I don't object. I am taking advantage of them in the precise measure they have been exploiting me, and the fact that the arrow head was reversed does not make the point of it clean. A transaction on twin sides, mutual and low-stakes and banal, the kind of casual swindle that long-stay travel runs on. (When it is not busy calling itself something loftier). The discount is not generosity. It is complicity from another direction, and I accept it the way I took the overcharging, without deciding whether it is my right.

What the price is really weighing is not tomatoes. It is whether I have become a known quantity. Familiarity breeds contempt, is the thing, except here, to the contrary, proximity breeds a markdown. A kind of provisional tribal membership, priced in kind, revocable. And once you see the machine in the cost of tomatoes you see it everywhere, the same admission granted through new doors, on new terms, yet never converting into anything you could call belonging.

This is what slow travel is, if you strip the laminate off the brochure. People-watching on an elongated time frame. You watch a place closely enough, for long enough, that it lets you part the way in; never all the way, and the gap between those is where you now exist. The tomatoes are just the metaphor you can put a number to.

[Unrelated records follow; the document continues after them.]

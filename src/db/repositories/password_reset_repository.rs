use crate::db::connection::get_connection;
use crate::db::error::RepositoryError;
use crate::db::models::password_reset::{NewPasswordReset, PasswordReset};
use crate::db::schema::password_resets;
use chrono::Utc;
use diesel::prelude::*;
use uuid::Uuid;

pub struct PasswordResetRepository;

impl PasswordResetRepository {
    pub fn create(reset: &NewPasswordReset) -> Result<PasswordReset, RepositoryError> {
        let mut conn = get_connection()?;

        diesel::insert_into(password_resets::table)
            .values(reset)
            .get_result::<PasswordReset>(&mut conn)
            .map_err(Into::into)
    }

    /// Finds an unconsumed, unexpired reset by token fingerprint.
    pub fn find_usable_by_token_hash(
        token_hash: &str,
    ) -> Result<Option<PasswordReset>, RepositoryError> {
        let mut conn = get_connection()?;

        password_resets::table
            .filter(password_resets::token_hash.eq(token_hash))
            .filter(password_resets::used_at.is_null())
            .filter(password_resets::expires_at.gt(Utc::now()))
            .first::<PasswordReset>(&mut conn)
            .optional()
            .map_err(Into::into)
    }

    /// Consumes a reset exactly once: the guard on `used_at IS NULL` makes
    /// a second consumption report zero rows.
    pub fn consume(id: Uuid) -> Result<bool, RepositoryError> {
        let mut conn = get_connection()?;

        let updated = diesel::update(
            password_resets::table
                .filter(password_resets::id.eq(id))
                .filter(password_resets::used_at.is_null()),
        )
        .set(password_resets::used_at.eq(Some(Utc::now())))
        .execute(&mut conn)?;

        Ok(updated == 1)
    }

    /// Outstanding (unconsumed, unexpired) resets for a user; backs the
    /// forgot-password rate limit.
    pub fn count_outstanding(user_id: Uuid) -> Result<i64, RepositoryError> {
        let mut conn = get_connection()?;

        password_resets::table
            .filter(password_resets::user_id.eq(user_id))
            .filter(password_resets::used_at.is_null())
            .filter(password_resets::expires_at.gt(Utc::now()))
            .count()
            .get_result(&mut conn)
            .map_err(Into::into)
    }
}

The football win came from nowhere, well for sure from behind, one improbable go ahead goal in a match no reasonable person expected, and the street went off like something structural had given. Grown men hugging strangers. A street vendor banging a pot. Vuvuzelas!

Here was the same admission again, priced at nothing this time, granted by standing where it happened. I was in it before I decided to be in it. Borrowed joy, maybe stolen, for sure appropriated, a win that was mine by no possible claim except proximity. Whether I had a right to share the feeling? It arrived without asking. Unearned, and accepted anyway, the same as the discount.

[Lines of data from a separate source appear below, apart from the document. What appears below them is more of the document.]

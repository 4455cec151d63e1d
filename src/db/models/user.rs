use crate::db::schema::users;
use crate::dto::responses::UserResponse;
use chrono::{DateTime, NaiveDate, Utc};
use diesel::deserialize::{self, FromSql, FromSqlRow};
use diesel::expression::AsExpression;
use diesel::pg::{Pg, PgValue};
use diesel::serialize::{self, Output, ToSql};
use diesel::sql_types;
use diesel::{AsChangeset, Insertable, Queryable, Selectable};
use ipnetwork::IpNetwork;
use serde::{Deserialize, Serialize};
use std::fmt;
use uuid::Uuid;

/// Closed role set; persisted as text with a CHECK constraint.
#[derive(
    Debug,
    Clone,
    Copy,
    PartialEq,
    Eq,
    Serialize,
    Deserialize,
    AsExpression,
    FromSqlRow,
    utoipa::ToSchema,
)]
#[diesel(sql_type = sql_types::Text)]
#[serde(rename_all = "lowercase")]
pub enum UserRole {
    User,
    Admin,
    Moderator,
}

impl UserRole {
    pub fn as_str(self) -> &'static str {
        match self {
            UserRole::User => "user",
            UserRole::Admin => "admin",
            UserRole::Moderator => "moderator",
        }
    }
}

impl fmt::Display for UserRole {
    fn fmt(&self, f: &mut fmt::Formatter<'_>) -> fmt::Result {
        f.write_str(self.as_str())
    }
}

impl ToSql<sql_types::Text, Pg> for UserRole {
    fn to_sql<'b>(&'b self, out: &mut Output<'b, '_, Pg>) -> serialize::Result {
        <str as ToSql<sql_types::Text, Pg>>::to_sql(self.as_str(), &mut out.reborrow())
    }
}

impl FromSql<sql_types::Text, Pg> for UserRole {
    fn from_sql(bytes: PgValue<'_>) -> deserialize::Result<Self> {
        match <String as FromSql<sql_types::Text, Pg>>::from_sql(bytes)?.as_str() {
            "user" => Ok(UserRole::User),
            "admin" => Ok(UserRole::Admin),
            "moderator" => Ok(UserRole::Moderator),
            other => Err(format!("Unrecognized user role: {other}").into()),
        }
    }
}

#[derive(Insertable, Debug, Clone)]
#[diesel(table_name = users)]
pub struct NewUser {
    pub email: String,
    pub username: String,
    pub password_hash: String,
    pub role: UserRole,
    pub is_active: bool,
    pub email_verified: bool,
    pub first_name: Option<String>,
    pub last_name: Option<String>,
    pub phone_number: Option<String>,
}

#[derive(Queryable, Selectable, Debug, Clone)]
#[diesel(table_name = users)]
#[diesel(check_for_backend(diesel::pg::Pg))]
pub struct User {
    pub id: Uuid,
    pub email: String,
    pub username: String,
    pub password_hash: String,
    pub role: UserRole,
    pub is_active: bool,
    pub email_verified: bool,
    pub google_id: Option<String>,
    #[diesel(column_name = git_hub_id)]
    pub github_id: Option<String>,
    pub facebook_id: Option<String>,
    pub first_name: Option<String>,
    pub last_name: Option<String>,
    pub phone_number: Option<String>,
    pub bio: Option<String>,
    pub avatar_url: Option<String>,
    pub date_of_birth: Option<NaiveDate>,
    pub gender: Option<String>,
    pub country: Option<String>,
    pub city: Option<String>,
    pub timezone: Option<String>,
    pub language: String,
    pub website: Option<String>,
    pub linkedin: Option<String>,
    pub twitter: Option<String>,
    pub github: Option<String>,
    pub last_login_at: Option<DateTime<Utc>>,
    pub last_login_ip: Option<IpNetwork>,
    pub failed_login_attempts: i32,
    pub locked_until: Option<DateTime<Utc>>,
    pub created_at: DateTime<Utc>,
    pub updated_at: DateTime<Utc>,
    pub deleted_at: Option<DateTime<Utc>>,
}

impl User {
    /// True while `locked_until` lies in the future.
    pub fn is_locked(&self) -> bool {
        self.locked_until.is_some_and(|until| until > Utc::now())
    }

    pub fn can_attempt_login(&self) -> bool {
        self.is_active && !self.is_locked()
    }
}

impl From<User> for UserResponse {
    fn from(user: User) -> Self {
        UserResponse {
            id: user.id,
            email: user.email,
            username: user.username,
            role: user.role,
            is_active: user.is_active,
            email_verified: user.email_verified,
            created_at: user.created_at,
            last_login_at: user.last_login_at,
        }
    }
}

#[derive(AsChangeset, Debug, Clone, Default)]
#[diesel(table_name = users)]
pub struct UpdateUser {
    pub email_verified: Option<bool>,
    pub is_active: Option<bool>,
    pub last_login_at: Option<Option<DateTime<Utc>>>,
    pub updated_at: Option<DateTime<Utc>>,
}

/// Typed profile update. The fields here are exactly the mutable profile
/// allowlist; anything else (password hash, role, lockout state, ...) is
/// unrepresentable through this changeset.
#[derive(AsChangeset, Debug, Clone, Default)]
#[diesel(table_name = users)]
pub struct ProfileChanges {
    pub first_name: Option<String>,
    pub last_name: Option<String>,
    pub bio: Option<String>,
    pub phone_number: Option<String>,
    pub avatar_url: Option<String>,
    pub date_of_birth: Option<NaiveDate>,
    pub gender: Option<String>,
    pub country: Option<String>,
    pub city: Option<String>,
    pub timezone: Option<String>,
    pub language: Option<String>,
    pub website: Option<String>,
    pub linkedin: Option<String>,
    pub twitter: Option<String>,
    pub github: Option<String>,
}

impl ProfileChanges {
    /// An all-empty changeset is a request error, not a no-op.
    pub fn is_empty(&self) -> bool {
        self.first_name.is_none()
            && self.last_name.is_none()
            && self.bio.is_none()
            && self.phone_number.is_none()
            && self.avatar_url.is_none()
            && self.date_of_birth.is_none()
            && self.gender.is_none()
            && self.country.is_none()
            && self.city.is_none()
            && self.timezone.is_none()
            && self.language.is_none()
            && self.website.is_none()
            && self.linkedin.is_none()
            && self.twitter.is_none()
            && self.github.is_none()
    }
}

Some drunk driver took the corner wrong and his car hit our building wall, and everyone who saw became, for ninety seconds, a tribe. Adrenaline sadness through osmosis. Membership granted by a moment, the same mechanic as the goal, same as the tomatoes, indifferent to content, celebration or crash. Proximity does not check what it is letting in. It checks if you were there; either way you are in until you are not.

And somewhere past it all, a harder version of that question, an interrogative the banter was built to postpone, a query that runs underneath the pricing and the joy and the wreck. When the jocular tourist patter runs down (it does, it has a fuel gauge) people get the time to decide whether they actually like you. You in particular. Not the friendly-stranger you, the real one. That is a different kind of membership, not conferred by proximity and not revocable by a change of stall, and you get to decide the same about them, and the answer can go either way, and nobody tells you when the deciding started. The markdown was never a verdict on that. It only ever measured how long I had been standing there, being priced without ever being asked whether I belonged.

and then that day arrives. They start in Spanish, and only then ask me, in Spanish again, whether I need English, where before they skipped straight to the gringo menu. Whether that is politeness or a genuine failure to place me? Either way it is a signpost: I am no longer legible enough to easily sort on sight. What it does confirm is that I do not belong. A narrower more specific kind of not-from-here, an otherness with no country attached to it anymore, not by accent or aspect. Yet something about the way I lean on things still gives me away even before I have uttered a word. That is the thing no discount buys.

Day thirty, I imagine, the price drops again.